ACTIVITY → Each record is to be written out exactly as it appears.

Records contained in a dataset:
Segment Open

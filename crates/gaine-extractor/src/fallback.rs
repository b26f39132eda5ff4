//! Keyword and pattern fallback
//!
//! Three independent lookups over the whole utterance. Each one returns its
//! field or nothing; composing them into a query is the orchestrator's job.
//! Only a single date is ever recovered here, never a range.

use crate::dates::{resolve_date, MONTHS};
use crate::normalize::fold;
use gaine_domain::{Gaine, Intent, IsoDate};
use once_cell::sync::Lazy;
use regex::Regex;

static GAINE_ANY: Lazy<Regex> =
    Lazy::new(|| Regex::new(r"\b(?:gsb|gab|gl|gs)[\s-]?\d{1,5}\b").unwrap());

static TEXTUAL_DATE_ANY: Lazy<Regex> = Lazy::new(|| {
    Regex::new(&format!(r"\b(?:1er|premier|\d{{1,2}})\s+(?:{})\s+\d{{4}}\b", MONTHS.join("|"))).unwrap()
});

static NUMERIC_DATE_ANY: Lazy<Regex> =
    Lazy::new(|| Regex::new(r"\b(?:\d{4}-\d{2}-\d{2}|\d{1,2}[/-]\d{1,2}[/-]\d{2,4})\b").unwrap());

/// First intent stem present anywhere, by priority entrées > sorties > stock
///
/// ```
/// use gaine_extractor::fallback::find_intent;
/// use gaine_domain::Intent;
///
/// assert_eq!(find_intent("STOCK gl90"), Some(Intent::Stock));
/// assert_eq!(find_intent("sorties puis entrées"), Some(Intent::Entrees));
/// ```
pub fn find_intent(text: &str) -> Option<Intent> {
    let folded = fold(text);
    let words: Vec<&str> = folded.split(|c: char| !c.is_alphanumeric()).collect();

    Intent::STEMS
        .iter()
        .find(|(stem, _)| words.iter().any(|word| word.starts_with(stem)))
        .map(|(_, intent)| *intent)
}

/// First prefix-then-digits identifier anywhere in the text
pub fn find_gaine(text: &str) -> Option<Gaine> {
    let folded = fold(text);
    GAINE_ANY
        .find_iter(&folded)
        .find_map(|m| Gaine::from_spoken(m.as_str()))
}

/// A single date: textual phrases first, then numeric tokens
pub fn find_date(text: &str) -> Option<IsoDate> {
    let folded = fold(text);

    TEXTUAL_DATE_ANY
        .find_iter(&folded)
        .find_map(|m| resolve_date(m.as_str()))
        .or_else(|| {
            NUMERIC_DATE_ANY
                .find_iter(&folded)
                .find_map(|m| resolve_date(m.as_str()))
        })
}


#[cfg(test)]
mod proptests {
    use super::*;
    use proptest::prelude::*;

    proptest! {
        /// Property: shuffling filler words does not change what is found
        #[test]
        fn test_order_independent(
            filler in prop::collection::vec(prop::sample::select(vec!["bonjour", "merci", "svp", "alors", "je", "voudrais"]), 0..6),
            seed in any::<u64>(),
        ) {
            let mut words: Vec<&str> = filler.clone();
            words.extend(["sorties", "gsb42", "3/4/2025"]);
            let forward = words.join(" ");

            let shift = (seed % words.len() as u64) as usize;
            words.rotate_left(shift);
            words.reverse();
            let permuted = words.join(" ");

            prop_assert_eq!(find_intent(&forward), find_intent(&permuted));
            prop_assert_eq!(find_gaine(&forward), find_gaine(&permuted));
            prop_assert_eq!(find_date(&forward), find_date(&permuted));
        }
    }
}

Segment Closed

RESULT BELOW →
filename crates/gaine-extractor/src/fallback.rs
repository b26f39132eda5ff4
//! Keyword and pattern fallback
//!
//! Three independent lookups over the whole utterance. Each one returns its
//! field or nothing; composing them into a query is the orchestrator's job.
//! Only a single date is ever recovered here, never a range.

use crate::dates::{resolve_date, MONTHS};
use crate::normalize::fold;
use gaine_domain::{Gaine, Intent, IsoDate};
use once_cell::sync::Lazy;
use regex::Regex;

static GAINE_ANY: Lazy<Regex> =
    Lazy::new(|| Regex::new(r"\b(?:gsb|gab|gl|gs)[\s-]?\d{1,5}\b").unwrap());

static TEXTUAL_DATE_ANY: Lazy<Regex> = Lazy::new(|| {
    Regex::new(&format!(r"\b(?:1er|premier|\d{{1,2}})\s+(?:{})\s+\d{{4}}\b", MONTHS.join("|"))).unwrap()
});

static NUMERIC_DATE_ANY: Lazy<Regex> =
    Lazy::new(|| Regex::new(r"\b(?:\d{4}-\d{2}-\d{2}|\d{1,2}[/-]\d{1,2}[/-]\d{2,4})\b").unwrap());

/// First intent stem present anywhere, by priority entrées > sorties > stock
///
/// ```
/// use gaine_extractor::fallback::find_intent;
/// use gaine_domain::Intent;
///
/// assert_eq!(find_intent("STOCK gl90"), Some(Intent::Stock));
/// assert_eq!(find_intent("sorties puis entrées"), Some(Intent::Entrees));
/// ```
pub fn find_intent(text: &str) -> Option<Intent> {
    let folded = fold(text);
    let words: Vec<&str> = folded.split(|c: char| !c.is_alphanumeric()).collect();

    Intent::STEMS
        .iter()
        .find(|(stem, _)| words.iter().any(|word| word.starts_with(stem)))
        .map(|(_, intent)| *intent)
}

/// First prefix-then-digits identifier anywhere in the text
pub fn find_gaine(text: &str) -> Option<Gaine> {
    let folded = fold(text);
    GAINE_ANY
        .find_iter(&folded)
        .find_map(|m| Gaine::from_spoken(m.as_str()))
}

/// A single date: textual phrases first, then numeric tokens
pub fn find_date(text: &str) -> Option<IsoDate> {
    let folded = fold(text);

    TEXTUAL_DATE_ANY
        .find_iter(&folded)
        .find_map(|m| resolve_date(m.as_str()))
        .or_else(|| {
            NUMERIC_DATE_ANY
                .find_iter(&folded)
                .find_map(|m| resolve_date(m.as_str()))
        })
}


#[cfg(test)]
mod proptests {
    use super::*;
    use proptest::prelude::*;

    proptest! {
        /// Property: shuffling filler words does not change what is found
        #[test]
        fn test_order_independent(
            filler in prop::collection::vec(prop::sample::select(vec!["bonjour", "merci", "svp", "alors", "je", "voudrais"]), 0..6),
            seed in any::<u64>(),
        ) {
            let mut words: Vec<&str> = filler.clone();
            words.extend(["sorties", "gsb42", "3/4/2025"]);
            let forward = words.join(" ");

            let shift = (seed % words.len() as u64) as usize;
            words.rotate_left(shift);
            words.reverse();
            let permuted = words.join(" ");

            prop_assert_eq!(find_intent(&forward), find_intent(&permuted));
            prop_assert_eq!(find_gaine(&forward), find_gaine(&permuted));
            prop_assert_eq!(find_date(&forward), find_date(&permuted));
        }
    }
}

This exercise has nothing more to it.